> _Exercise requirements_
How many lines in the records below include "await"? Answer with the number only.

===== Task data

/// Solid model: cube corners, face topology and in-place transforms
use log::debug;
use nalgebra::{Point3, Vector3};

use crate::transform::Transform;

/// A planar quadrilateral, as four vertex indices in winding order
pub type Face = [usize; 4];

/// Corners of the unit cube, in the order the face table refers to them
pub const CUBE_VERTICES: [[f32; 3]; 8] = [
    [-1.0, -1.0, -1.0],
    [1.0, -1.0, -1.0],
    [1.0, 1.0, -1.0],
    [-1.0, 1.0, -1.0],
    [-1.0, -1.0, 1.0],
    [1.0, -1.0, 1.0],
    [1.0, 1.0, 1.0],
    [-1.0, 1.0, 1.0],
];

/// Back, front, bottom, top, left, right
pub const CUBE_FACES: [Face; 6] = [
    [3, 2, 1, 0],
    [4, 5, 6, 7],
    [0, 1, 5, 4],
    [2, 3, 7, 6],
    [3, 0, 4, 7],
    [1, 2, 6, 5],
];

/// A solid whose vertices are transformed in place.
///
/// The base vertices are captured at construction and only ever read back by
/// [`Solid::reset`]. Faces never change after construction.
#[derive(Debug, Clone)]
pub struct Solid {
    vertices: Vec<Point3<f32>>,
    base_vertices: Vec<Point3<f32>>,
    faces: Vec<Face>,
}

impl Solid {
    /// The 2x2x2 cube centered on the origin
    pub fn cube() -> Self {
        let vertices: Vec<_> = CUBE_VERTICES
            .iter()
            .map(|&[x, y, z]| Point3::new(x, y, z))
            .collect();

        Self {
            base_vertices: vertices.clone(),
            vertices,
            faces: CUBE_FACES.to_vec(),
        }
    }

    pub fn vertices(&self) -> &[Point3<f32>] {
        &self.vertices
    }

    pub fn faces(&self) -> &[Face] {
        &self.faces
    }

    pub fn translate(&mut self, dx: f32, dy: f32, dz: f32) {
        let delta = Vector3::new(dx, dy, dz);
        for vertex in &mut self.vertices {
            *vertex += delta;
        }
    }

    /// Rotate every vertex about X, then Y, then Z (radians).
    ///
    /// Each step consumes the previous step's output, so the result depends on
    /// this order.
    pub fn rotate(&mut self, ax: f32, ay: f32, az: f32) {
        let transform = Transform::rotation(ax, ay, az);
        for vertex in &mut self.vertices {
            *vertex = transform.apply(*vertex);
        }
    }

    /// Scale about the origin. Zero and negative factors are applied as given.
    pub fn scale(&mut self, sx: f32, sy: f32, sz: f32) {
        let factors = Vector3::new(sx, sy, sz);
        for vertex in &mut self.vertices {
            vertex.coords.component_mul_assign(&factors);
        }
    }

    pub fn reset(&mut self) {
        debug!("Resetting solid to its base vertices");
        self.vertices.copy_from_slice(&self.base_vertices);
    }

    /// Coordinates of vertex 0, used as the position of the whole solid
    pub fn position(&self) -> Point3<f32> {
        self.vertices[0]
    }
}

impl Default for Solid {
    fn default() -> Self {
        Self::cube()
    }
}

#[cfg(test)]
mod tests {
    use super::*;
    use std::f32::consts::PI;

    const EPSILON: f32 = 1e-5;

    fn assert_vertices_close(a: &[Point3<f32>], b: &[Point3<f32>]) {
        assert_eq!(a.len(), b.len());
        for (va, vb) in a.iter().zip(b) {
            assert!((va - vb).norm() < EPSILON, "{va:?} != {vb:?}");
        }
    }

    #[test]
    fn test_cube_topology() {
        let solid = Solid::cube();
        assert_eq!(solid.vertices().len(), 8);
        assert_eq!(solid.faces().len(), 6);
        assert!(solid
            .faces()
            .iter()
            .flatten()
            .all(|&index| index < solid.vertices().len()));
    }

    #[test]
    fn test_position_is_first_vertex() {
        let mut solid = Solid::cube();
        assert_eq!(solid.position(), Point3::new(-1.0, -1.0, -1.0));

        solid.translate(0.5, 0.0, 0.0);
        assert_eq!(solid.position(), Point3::new(-0.5, -1.0, -1.0));
    }

    #[test]
    fn test_reset_after_mixed_transforms() {
        let untouched = Solid::cube();
        let mut solid = untouched.clone();

        solid.translate(0.3, -1.2, 4.0);
        solid.rotate(0.4, -1.1, 2.7);
        solid.scale(1.2, 0.0, -3.0);
        solid.rotate(0.1, 0.1, 0.1);
        solid.reset();

        assert_eq!(solid.vertices(), untouched.vertices());
    }

    #[test]
    fn test_translate_inverse() {
        let mut solid = Solid::cube();
        solid.rotate(0.3, 0.2, 0.1);
        let before = solid.vertices().to_vec();

        solid.translate(0.7, -0.1, 2.5);
        solid.translate(-0.7, 0.1, -2.5);

        assert_vertices_close(solid.vertices(), &before);
    }

    #[test]
    fn test_unit_scale_is_noop() {
        let mut solid = Solid::cube();
        solid.rotate(0.5, 0.5, 0.5);
        let before = solid.vertices().to_vec();

        solid.scale(1.0, 1.0, 1.0);

        assert_eq!(solid.vertices(), &before[..]);
    }

    #[test]
    fn test_scale_about_origin() {
        let mut solid = Solid::cube();
        solid.translate(1.0, 0.0, 0.0);
        solid.scale(2.0, 2.0, 2.0);
        // Scaling is about the origin, so the offset grows too
        assert_eq!(solid.position(), Point3::new(0.0, -2.0, -2.0));

        solid.scale(-1.0, 0.0, 1.0);
        assert_eq!(solid.position(), Point3::new(0.0, 0.0, -2.0));
    }

    #[test]
    fn test_full_turn_is_periodic() {
        let untouched = Solid::cube();
        for angles in [(2.0 * PI, 0.0, 0.0), (0.0, 2.0 * PI, 0.0), (0.0, 0.0, 2.0 * PI)] {
            let mut solid = untouched.clone();
            solid.rotate(angles.0, angles.1, angles.2);
            assert_vertices_close(solid.vertices(), untouched.vertices());
        }
    }

    #[test]
    fn test_rotations_accumulate() {
        let mut stepped = Solid::cube();
        for _ in 0..10 {
            stepped.rotate(0.1, 0.0, 0.0);
        }

        let mut direct = Solid::cube();
        direct.rotate(1.0, 0.0, 0.0);

        assert_vertices_close(stepped.vertices(), direct.vertices());
    }
}
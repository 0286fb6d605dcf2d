/// Fixed camera: back-face test and perspective projection
use nalgebra::{Point2, Point3};

/// Camera configuration for the fixed perspective view.
///
/// The eye sits on the z axis at `-distance`, looking toward the origin. It
/// cannot move; [`Camera::is_facing`] relies on that.
#[derive(Debug, Clone, Copy, PartialEq)]
pub struct Camera {
    /// Offset added to every z before the perspective divide
    pub distance: f32,
    /// Vertices with `z + distance` at or below this are dropped
    pub near: f32,
    /// Pixels per unit at depth 1
    pub scale: f32,
    /// Screen position of the optical axis
    pub center: Point2<f32>,
    pub width: u32,
    pub height: u32,
}

impl Camera {
    /// Default camera with the projection centered in a `width` x `height`
    /// viewport
    pub fn new(width: u32, height: u32) -> Self {
        Self {
            distance: 5.0,
            near: 0.1,
            scale: 200.0,
            center: Point2::new(width as f32 / 2.0, height as f32 / 2.0),
            width,
            height,
        }
    }

    /// Whether the face through `p1`, `p2`, `p3` (in winding order) faces
    /// the eye. Only valid for convex, consistently wound faces.
    pub fn is_facing(&self, p1: &Point3<f32>, p2: &Point3<f32>, p3: &Point3<f32>) -> bool {
        let normal = (p2 - p1).cross(&(p3 - p1));
        let view_direction =
            p1.x * normal.x + p1.y * normal.y + (p1.z + self.distance) * normal.z;

        view_direction < 0.0
    }

    /// Project a 3D point to screen space, or `None` if it lies at or behind
    /// the near plane
    pub fn project(&self, point: &Point3<f32>) -> Option<Point2<f32>> {
        let depth = point.z + self.distance;
        if depth <= self.near {
            return None;
        }

        Some(Point2::new(
            (point.x / depth) * self.scale + self.center.x,
            (point.y / depth) * self.scale + self.center.y,
        ))
    }
}

impl Default for Camera {
    fn default() -> Self {
        Self::new(800, 600)
    }
}
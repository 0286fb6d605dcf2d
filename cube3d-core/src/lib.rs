/// cube3d core library - geometry, projection and software rasterization
///
/// This library holds the stateless parts of the renderer: the cube model and
/// its transforms, the fixed camera, the scanline rasterizer and the command
/// script format. Front-ends own a [`Scene`] and hand it a [`Surface`].
pub mod color;
pub mod command;
pub mod geometry;
pub mod projection;
pub mod raster;
pub mod scene;
pub mod surface;
pub mod transform;

// Re-export commonly used types
pub use color::Color;
pub use command::{parse_script, Action, Command};
pub use geometry::{Face, Solid};
pub use projection::Camera;
pub use raster::{Rasterizer, Span};
pub use scene::Scene;
pub use surface::{Framebuffer, Surface};
pub use transform::{RotationReadout, Transform};
//! Retrying a fetch through alternate intermediaries (CORS-style proxies).
//!
//! Each alternate is a URL template; `{url}` is replaced by the percent-encoded
//! target, or the encoded target is appended when the placeholder is absent.
//! Alternates are tried once each, in random order, until one succeeds.

use rand::seq::SliceRandom;
use rand::Rng;

use super::{FetchError, HttpClient};

pub fn alternate_url(template: &str, target: &str) -> String {
    let encoded = urlencoding::encode(target);
    if template.contains("{url}") {
        template.replace("{url}", &encoded)
    } else {
        format!("{template}{encoded}")
    }
}

pub fn shuffle_alternates<R: Rng + ?Sized>(templates: &[String], rng: &mut R) -> Vec<String> {
    let mut ordered = templates.to_vec();
    ordered.shuffle(rng);
    ordered
}

/// Try `ordered` alternates front to back, stopping at the first success.
pub async fn fetch_in_order(
    client: &HttpClient,
    target: &str,
    ordered: &[String],
) -> Result<String, FetchError> {
    if ordered.is_empty() {
        return Err(FetchError::NoAlternates);
    }

    let mut all_transport = true;
    let mut last = None;
    for (attempt, template) in ordered.iter().enumerate() {
        let url = alternate_url(template, target);
        match client.get_text(&url).await {
            Ok(body) => {
                tracing::info!(attempt = attempt + 1, url = %url, "alternate source succeeded");
                return Ok(body);
            }
            Err(err) => {
                tracing::warn!(attempt = attempt + 1, "alternate source failed: {err}");
                all_transport &= err.is_transport();
                last = Some(err);
            }
        }
    }

    let attempts = ordered.len();
    match last {
        Some(_) if all_transport => Err(FetchError::ConnectivityRestricted { attempts }),
        Some(last) => Err(FetchError::AlternatesExhausted {
            attempts,
            last: Box::new(last),
        }),
        None => Err(FetchError::NoAlternates),
    }
}

pub async fn fetch_via_alternates(
    client: &HttpClient,
    target: &str,
    templates: &[String],
) -> Result<String, FetchError> {
    let ordered = {
        let mut rng = rand::thread_rng();
        shuffle_alternates(templates, &mut rng)
    };
    fetch_in_order(client, target, &ordered).await
}
pub mod assets;
pub mod catalog;
pub mod cli;
pub mod config;
pub mod data;
pub mod fetch;
pub mod roster;
pub mod server;
pub mod tiers;

use tracing_subscriber::{layer::SubscriberExt, util::SubscriberInitExt};

/// Diagnostics to stderr, filtered by `RUST_LOG`; stdout stays free for command output.
pub fn init_tracing() {
    let _ = tracing_subscriber::registry()
        .with(
            tracing_subscriber::EnvFilter::try_from_default_env()
                .unwrap_or_else(|_| "akchars=info,tower_http=info".into()),
        )
        .with(tracing_subscriber::fmt::layer().with_writer(std::io::stderr))
        .try_init();
}
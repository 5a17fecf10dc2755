//! Name folding used for every roster comparison.

use std::sync::OnceLock;

use regex::Regex;
use unicode_normalization::char::is_combining_mark;
use unicode_normalization::UnicodeNormalization;

const QUOTES: [char; 7] = ['\'', '"', '\u{201C}', '\u{201D}', '\u{2018}', '\u{2019}', '`'];

fn fold(input: &str) -> impl Iterator<Item = char> + '_ {
    input
        .nfkd()
        .filter(|c| !is_combining_mark(*c) && !QUOTES.contains(c))
}

/// NFKD, strip diacritics and quotes, punctuation/symbols to spaces, lowercase,
/// collapse whitespace. `normalize_name(normalize_name(s)) == normalize_name(s)`.
pub fn normalize_name(input: &str) -> String {
    let lowered: String = fold(input).flat_map(char::to_lowercase).collect();
    let spaced: String = fold(&lowered)
        .map(|c| if c.is_alphanumeric() { c } else { ' ' })
        .collect();
    spaced.split_whitespace().collect::<Vec<_>>().join(" ")
}

fn alter_pattern() -> &'static Regex {
    static PATTERN: OnceLock<Regex> = OnceLock::new();
    PATTERN.get_or_init(|| Regex::new(r"(?i)^(.+?)\s+the\s+(.+)$").expect("alter pattern is valid"))
}

/// `("X", "Y")` for alter-styled names of the form `"X the Y"`.
pub fn split_alter(name: &str) -> Option<(&str, &str)> {
    let captures = alter_pattern().captures(name.trim())?;
    Some((captures.get(1)?.as_str(), captures.get(2)?.as_str()))
}

/// The name itself, plus `"Y X"` for `"X the Y"`: the roster page renders an
/// alter's subtitle before its base name.
pub fn name_variants(name: &str) -> Vec<String> {
    let mut variants = vec![name.to_string()];
    if let Some((base, subtitle)) = split_alter(name) {
        variants.push(format!("{subtitle} {base}"));
    }
    variants
}
//! Runtime configuration.
//!
//! Defaults point at the public upstreams; every value can be overridden from
//! the environment (`AKCHARS_*`) or, in the binaries, from command-line flags.

use std::env;
use std::path::PathBuf;

pub const DEFAULT_DATA_DIR: &str = "data";
pub const DEFAULT_PUBLIC_DIR: &str = "public";
pub const DEFAULT_BIND: &str = "127.0.0.1:3000";
pub const DEFAULT_SHEET_ID: &str = "1E7HmgKWiV8pKpJpvpVzziYxnaQTP01Vtw_PXEdL7XPA";
pub const DEFAULT_SHEET_NAME: &str = "The Tier List";
pub const DEFAULT_GVIZ_BASE_URL: &str = "https://docs.google.com/spreadsheets/d";
pub const DEFAULT_GAME_DATA_BASE_URL: &str =
    "https://raw.githubusercontent.com/ArknightsAssets/ArknightsGameData/master";
pub const DEFAULT_AVATAR_BASE_URL: &str =
    "https://raw.githubusercontent.com/akgcc/arkdata/main/assets/torappu/dynamicassets/arts/charavatars";
pub const DEFAULT_KROOSTER_BASE_URL: &str = "https://www.krooster.com";
pub const DEFAULT_USER_AGENT: &str = "ak-chars-browser/1.0";
pub const DEFAULT_TIMEOUT_SECS: u64 = 30;

#[derive(Debug, Clone, PartialEq, Eq)]
pub struct Config {
    pub data_dir: PathBuf,
    pub public_dir: PathBuf,
    pub bind: String,
    pub sheet_id: String,
    pub sheet_name: String,
    pub gviz_base_url: String,
    pub game_data_base_url: String,
    pub avatar_base_url: String,
    pub krooster_base_url: String,
    pub user_agent: String,
    pub timeout_secs: u64,
    /// Alternate fetch intermediaries for the roster page, as `{url}` templates.
    pub alternates: Vec<String>,
}

impl Default for Config {
    fn default() -> Self {
        Self {
            data_dir: PathBuf::from(DEFAULT_DATA_DIR),
            public_dir: PathBuf::from(DEFAULT_PUBLIC_DIR),
            bind: DEFAULT_BIND.to_string(),
            sheet_id: DEFAULT_SHEET_ID.to_string(),
            sheet_name: DEFAULT_SHEET_NAME.to_string(),
            gviz_base_url: DEFAULT_GVIZ_BASE_URL.to_string(),
            game_data_base_url: DEFAULT_GAME_DATA_BASE_URL.to_string(),
            avatar_base_url: DEFAULT_AVATAR_BASE_URL.to_string(),
            krooster_base_url: DEFAULT_KROOSTER_BASE_URL.to_string(),
            user_agent: DEFAULT_USER_AGENT.to_string(),
            timeout_secs: DEFAULT_TIMEOUT_SECS,
            alternates: Vec::new(),
        }
    }
}

impl Config {
    /// Defaults overridden by any `AKCHARS_*` variables that are set.
    pub fn from_env() -> Self {
        Self::from_lookup(|key| env::var(key).ok())
    }

    pub fn from_lookup(lookup: impl Fn(&str) -> Option<String>) -> Self {
        let mut config = Self::default();
        let get = |key: &str| lookup(key).map(|v| v.trim().to_string()).filter(|v| !v.is_empty());

        if let Some(v) = get("AKCHARS_DATA_DIR") {
            config.data_dir = PathBuf::from(v);
        }
        if let Some(v) = get("AKCHARS_PUBLIC_DIR") {
            config.public_dir = PathBuf::from(v);
        }
        if let Some(v) = get("AKCHARS_BIND") {
            config.bind = v;
        }
        if let Some(v) = get("AKCHARS_SHEET_ID") {
            config.sheet_id = v;
        }
        if let Some(v) = get("AKCHARS_SHEET_NAME") {
            config.sheet_name = v;
        }
        if let Some(v) = get("AKCHARS_GVIZ_BASE_URL") {
            config.gviz_base_url = trim_base(&v);
        }
        if let Some(v) = get("AKCHARS_GAME_DATA_BASE_URL") {
            config.game_data_base_url = trim_base(&v);
        }
        if let Some(v) = get("AKCHARS_AVATAR_BASE_URL") {
            config.avatar_base_url = trim_base(&v);
        }
        if let Some(v) = get("AKCHARS_KROOSTER_BASE_URL") {
            config.krooster_base_url = trim_base(&v);
        }
        if let Some(v) = get("AKCHARS_USER_AGENT") {
            config.user_agent = v;
        }
        if let Some(v) = get("AKCHARS_TIMEOUT_SECS") {
            match v.parse::<u64>() {
                Ok(secs) if secs > 0 => config.timeout_secs = secs,
                _ => tracing::warn!(
                    "invalid AKCHARS_TIMEOUT_SECS '{v}', defaulting to {DEFAULT_TIMEOUT_SECS}"
                ),
            }
        }
        if let Some(v) = get("AKCHARS_ALTERNATES") {
            config.alternates = parse_alternates(&v);
        }
        config
    }

    pub fn data_path(&self, file: &str) -> PathBuf {
        self.data_dir.join(file)
    }

    pub fn images_dir(&self) -> PathBuf {
        self.public_dir.join("images")
    }

    pub fn avatars_dir(&self) -> PathBuf {
        self.data_dir.join("avatars")
    }
}

fn trim_base(url: &str) -> String {
    url.trim_end_matches('/').to_string()
}

/// Comma- or whitespace-separated list of URL templates.
pub fn parse_alternates(raw: &str) -> Vec<String> {
    raw.split(|c: char| c == ',' || c.is_whitespace())
        .map(str::trim)
        .filter(|s| !s.is_empty())
        .map(str::to_string)
        .collect()
}

#[cfg(test)]
mod tests {
    use std::collections::HashMap;

    use super::*;

    #[test]
    fn lookup_overrides_defaults() {
        let vars: HashMap<&str, &str> = HashMap::from([
            ("AKCHARS_DATA_DIR", "/tmp/ak"),
            ("AKCHARS_KROOSTER_BASE_URL", "http://127.0.0.1:9999/"),
            ("AKCHARS_TIMEOUT_SECS", "5"),
            ("AKCHARS_ALTERNATES", "https://a.test/?{url}, https://b.test/{url}"),
        ]);
        let config = Config::from_lookup(|k| vars.get(k).map(|v| v.to_string()));
        assert_eq!(config.data_dir, PathBuf::from("/tmp/ak"));
        assert_eq!(config.krooster_base_url, "http://127.0.0.1:9999");
        assert_eq!(config.timeout_secs, 5);
        assert_eq!(config.alternates.len(), 2);
        assert_eq!(config.sheet_name, DEFAULT_SHEET_NAME);
    }

    #[test]
    fn invalid_timeout_keeps_default() {
        let config = Config::from_lookup(|k| (k == "AKCHARS_TIMEOUT_SECS").then(|| "soon".to_string()));
        assert_eq!(config.timeout_secs, DEFAULT_TIMEOUT_SECS);
    }
}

==========

> _Result of this exercise_
2